Ein anderes Beispiel: Die Sternzeichen-Figuren des Zodiac-Brunnens, eines seiner laufenden Projekte: War es notwendig, den Skorpion «mit Schuss in die Kniekehle», die Waage als Handgranaten-ping-pong spielendes Paar zu formen? Für Giger war das nötig und richtig, denn sein Brunnen ist ein heutiger Brunnen und kein Abklatsch vergangener Zeiten, und bekanntlich gehören Drogen und Handgranaten zum 20. Jahrhundert — weshalb sie also der Kunst entziehen?
«Crosswatch with the head of a nail», 1993, WV #WA6,
Gussaluminium, 22.5 x 23.0 x 4 cm, 70 g, sig. «E.d.A. H Giger 93»,
Einzelstück (Probe) zur Normalausgabe in Silber (Auflage 23 Ex.)
Gigers Werke haben durchaus einen ernsten Hintergrund, doch glücklicherweise werden sie nicht mit dem erhobenen Finger des ach-so-betroffenen Kulturschöpfers vorgebracht: Wenn Sie die ausgestellten Werke genauer betrachten, werden Sie Gigers schwarzen Humor hervorblitzen sehen, seine spielerische Lust auf Gedanken- und Wortspiele, den frechen Witz. Ebenso entdecken Sie seine kritische, zwiespältige Liebe zur Schweiz, seine zärtlichen Zweifel an der Gesellschaft, die Sorge um die Zukunft des Menschen und eine (meist stille) Trauer über das Leid in dieser Welt: Schauen Sie in die Augen seiner Wesen, und sie spüren, was in Ihnen selbst verborgen liegt.

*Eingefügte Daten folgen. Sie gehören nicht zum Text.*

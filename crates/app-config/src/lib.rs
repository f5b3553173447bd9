// In crates/app-config/src/lib.rs

use config::{Config, Environment, File};

pub mod error;
pub mod types;

// Re-export the most important types for easy access.
pub use error::{Error, Result};
pub use types::{ExecutionModel, ExecutionSettings, RiskModel, RiskSettings, Settings};

/// Loads the settings from the `config/` directory of the working directory.
///
/// This function orchestrates the layered configuration loading:
/// 1. Reads from a default `base.toml` file.
/// 2. Merges settings from an environment-specific file (e.g., `development.toml`).
/// 3. Merges settings from environment variables.
pub fn load_settings() -> Result<Settings> {
    load_settings_from("config")
}

/// Same as [`load_settings`], reading the files from `dir`.
pub fn load_settings_from(dir: &str) -> Result<Settings> {
    // Get the current environment. Default to "development" if not set.
    let environment = std::env::var("APP_ENVIRONMENT").unwrap_or_else(|_| "development".into());
    build_settings(dir, &environment, env_source())
}

/// Variables such as `APP__RISK__MAX_DRAWDOWN__MAXIMUM_DRAWDOWN_PERCENT=0.02`.
fn env_source() -> Environment {
    Environment::with_prefix("APP").separator("__")
}

fn build_settings(dir: &str, environment: &str, env: Environment) -> Result<Settings> {
    let settings = Config::builder()
        .add_source(File::with_name(&format!("{dir}/base")))
        .add_source(File::with_name(&format!("{dir}/{environment}")).required(false))
        .add_source(env)
        .build()?;

    let settings: Settings = settings.try_deserialize()?;
    Ok(settings)
}

/// Parses settings straight from a TOML document.
pub fn settings_from_toml(content: &str) -> Result<Settings> {
    let settings: Settings = toml::from_str(content)?;
    Ok(settings)
}

/// Reads and parses a single TOML settings file.
pub fn load_settings_file(path: &str) -> Result<Settings> {
    let content = std::fs::read_to_string(path)?;
    settings_from_toml(&content)
}
use chrono::{TimeZone, Utc};
use core_types::{
    Bar, Holding, OpenOrder, OrderRequest, PortfolioSnapshot, PortfolioTarget, Quote,
    SecurityChanges, Symbol,
};
use engine::Pipeline;
use execution::ImmediateExecutor;
use risk::MaxDrawdownPerSecurity;
use rust_decimal_macros::dec;

fn init_tracing() {
    let _ = tracing_subscriber::fmt()
        .with_max_level(tracing::Level::DEBUG)
        .with_test_writer()
        .try_init();
}

fn default_pipeline() -> Pipeline {
    Pipeline::new(
        Box::new(MaxDrawdownPerSecurity::new(dec!(0.05))),
        Box::new(ImmediateExecutor::new()),
    )
}

#[test]
fn breached_position_is_sold_while_others_trade() {
    init_tracing();
    let x = Symbol::from("X");
    let y = Symbol::from("Y");
    let state = PortfolioSnapshot::new()
        .with_holding(x.clone(), Holding::new(dec!(10), dec!(-0.06)))
        .with_holding(y.clone(), Holding::new(dec!(10), dec!(-0.04)));
    let targets = vec![
        PortfolioTarget::new(x.clone(), dec!(10)),
        PortfolioTarget::new(y.clone(), dec!(15)),
    ];

    let mut orders = Vec::new();
    let report = default_pipeline().run_cycle(&state, &targets, &mut orders);

    assert_eq!(
        report.adjusted_targets,
        vec![
            PortfolioTarget::new(y.clone(), dec!(15)),
            PortfolioTarget::liquidate(x.clone()),
        ]
    );
    assert_eq!(
        orders,
        vec![
            OrderRequest::market(y, dec!(5)),
            OrderRequest::market(x, dec!(-10)),
        ]
    );
    assert_eq!(report.orders_submitted, 2);
}

#[test]
fn liquidation_accounts_for_open_orders() {
    init_tracing();
    let x = Symbol::from("X");
    let state = PortfolioSnapshot::new()
        .with_holding(x.clone(), Holding::new(dec!(10), dec!(-0.3)))
        .with_open_order(OpenOrder::new(x.clone(), dec!(-4)));

    let mut orders = Vec::new();
    default_pipeline().run_cycle(&state, &[], &mut orders);

    assert_eq!(orders, vec![OrderRequest::market(x, dec!(-6))]);
}

#[test]
fn steady_state_cycle_is_quiet() {
    init_tracing();
    let spy = Symbol::from("SPY");
    let state = PortfolioSnapshot::new()
        .with_holding(spy.clone(), Holding::new(dec!(100), dec!(0.02)))
        .with_open_order(OpenOrder::new(spy.clone(), dec!(20)));

    let targets = [PortfolioTarget::new(spy.clone(), dec!(120))];
    let mut pipeline = default_pipeline();
    let mut orders = Vec::new();
    for _ in 0..3 {
        let report = pipeline.run_cycle(&state, &targets, &mut orders);
        assert_eq!(report.orders_submitted, 0);
    }
    assert!(orders.is_empty());
}

#[test]
fn pipeline_from_settings_runs_vwap_slices() {
    init_tracing();
    let settings = app_config::settings_from_toml(
        r#"
        [risk]
        model = "none"

        [execution]
        model = "vwap"

        [execution.vwap]
        maximum_order_quantity_percent_volume = 0.5
        "#,
    )
    .unwrap();
    let mut pipeline = Pipeline::from_settings(&settings).unwrap();
    assert_eq!(pipeline.risk_manager().name(), "NullRiskManager");
    assert_eq!(pipeline.executor().name(), "VwapExecutor");

    let spy = Symbol::from("SPY");
    pipeline.on_securities_changed(&SecurityChanges::added([spy.clone()]));
    pipeline.on_bar(&Bar {
        symbol: spy.clone(),
        end_time: Utc.with_ymd_and_hms(2013, 10, 7, 15, 0, 0).unwrap(),
        open: dec!(50),
        high: dec!(50),
        low: dec!(50),
        close: dec!(50),
        volume: dec!(200),
        is_fill_forward: false,
    });

    let quote = Quote {
        price: dec!(49),
        bid_price: dec!(48.9),
        ask_price: dec!(49.1),
        volume: dec!(10),
        lot_size: dec!(1),
    };
    let targets = [PortfolioTarget::new(spy.clone(), dec!(8))];
    let mut orders = Vec::new();

    // First cycle: half of the 10 share bar.
    let state = PortfolioSnapshot::new().with_quote(spy.clone(), quote.clone());
    pipeline.run_cycle(&state, &targets, &mut orders);

    // Second cycle: the first slice is now an open order; no new targets.
    let state = PortfolioSnapshot::new()
        .with_quote(spy.clone(), quote)
        .with_open_order(OpenOrder::new(spy.clone(), dec!(5)));
    pipeline.run_cycle(&state, &[], &mut orders);

    assert_eq!(
        orders,
        vec![
            OrderRequest::market(spy.clone(), dec!(5)),
            OrderRequest::market(spy, dec!(3)),
        ]
    );
}

#[test]
fn invalid_settings_are_reported() {
    let settings = app_config::settings_from_toml(
        r#"
        [execution]
        model = "std_dev"

        [execution.std_dev]
        period = 0
        "#,
    )
    .unwrap();

    assert!(Pipeline::from_settings(&settings).is_err());
}
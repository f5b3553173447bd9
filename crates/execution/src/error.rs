// In crates/execution/src/error.rs

use thiserror::Error;

#[derive(Error, Debug)]
pub enum Error {
    #[error("Invalid execution parameters: {0}")]
    InvalidParameters(String),
}

pub type Result<T> = std::result::Result<T, Error>;
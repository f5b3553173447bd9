// In crates/engine/src/lib.rs

pub mod factory;

use anyhow::{Context, Result};
use app_config::Settings;
use core_types::{Bar, OrderRequest, PortfolioSnapshot, PortfolioTarget, SecurityChanges};
use execution::{Executor, OrderRouter};
use risk::RiskManager;

/// What one evaluation cycle did.
#[derive(Debug, Clone, PartialEq)]
pub struct CycleReport {
    /// The targets after risk management, as handed to the executor.
    pub adjusted_targets: Vec<PortfolioTarget>,
    /// How many orders the executor submitted.
    pub orders_submitted: usize,
}

/// Runs the risk filtering → execution stage of the strategy pipeline.
///
/// The host calls `run_cycle` once per evaluation tick with a fresh
/// snapshot. Nothing about the snapshot or the targets is kept between
/// calls.
pub struct Pipeline {
    risk_manager: Box<dyn RiskManager>,
    executor: Box<dyn Executor>,
}

impl Pipeline {
    pub fn new(risk_manager: Box<dyn RiskManager>, executor: Box<dyn Executor>) -> Self {
        Self {
            risk_manager,
            executor,
        }
    }

    /// Builds the risk manager and executor selected in the settings.
    pub fn from_settings(settings: &Settings) -> Result<Self> {
        let risk_manager = factory::create_risk_manager(&settings.risk)
            .context("Failed to create risk manager")?;
        let executor =
            factory::create_executor(&settings.execution).context("Failed to create executor")?;
        Ok(Self::new(risk_manager, executor))
    }

    pub fn risk_manager(&self) -> &dyn RiskManager {
        self.risk_manager.as_ref()
    }

    pub fn executor(&self) -> &dyn Executor {
        self.executor.as_ref()
    }

    /// Applies risk management to `targets` and executes the result.
    pub fn run_cycle(
        &mut self,
        state: &PortfolioSnapshot,
        targets: &[PortfolioTarget],
        router: &mut dyn OrderRouter,
    ) -> CycleReport {
        let adjusted_targets = self.risk_manager.evaluate(&state.holdings, targets);

        let mut counting = CountingRouter { inner: router, submitted: 0 };
        self.executor.execute(state, &adjusted_targets, &mut counting);

        tracing::debug!(
            targets = targets.len(),
            adjusted = adjusted_targets.len(),
            orders = counting.submitted,
            "Cycle complete."
        );

        CycleReport {
            adjusted_targets,
            orders_submitted: counting.submitted,
        }
    }

    pub fn on_bar(&mut self, bar: &Bar) {
        self.executor.on_bar(bar);
    }

    /// Forwards a universe change to both models.
    pub fn on_securities_changed(&mut self, changes: &SecurityChanges) {
        tracing::debug!(
            added = changes.added.len(),
            removed = changes.removed.len(),
            "Securities changed."
        );
        self.risk_manager.on_securities_changed(changes);
        self.executor.on_securities_changed(changes);
    }
}

struct CountingRouter<'a> {
    inner: &'a mut dyn OrderRouter,
    submitted: usize,
}

impl OrderRouter for CountingRouter<'_> {
    fn submit(&mut self, order: OrderRequest) {
        self.submitted += 1;
        self.inner.submit(order);
    }
}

Für mich ist HR einer der wichtigsten, eigenständigsten und schöpferischsten Zeitgenossen, er gehört sicher zu den weltweit bekanntesten Schweizer Künstlern unseres Jahrhunderts, und es war an der Zeit, ihn hier mit einer grossen Ausstellung zu würdigen, denn er wuchs zwar in Chur auf, stämmig ist er aber aus Basel. Hier fand 1962 seine erste Gruppenausstellung statt, er war an mehreren Art vertreten, und seine «one man show» bei der Galerie HILT an der Art 22'91 ist mehr als legendär. Es ist seine allererste Einzelausstellung in dieser Stadt — nachdem Berlin, Paris, New York, Tokio und andere Metropolen ihn längst gezeigt haben.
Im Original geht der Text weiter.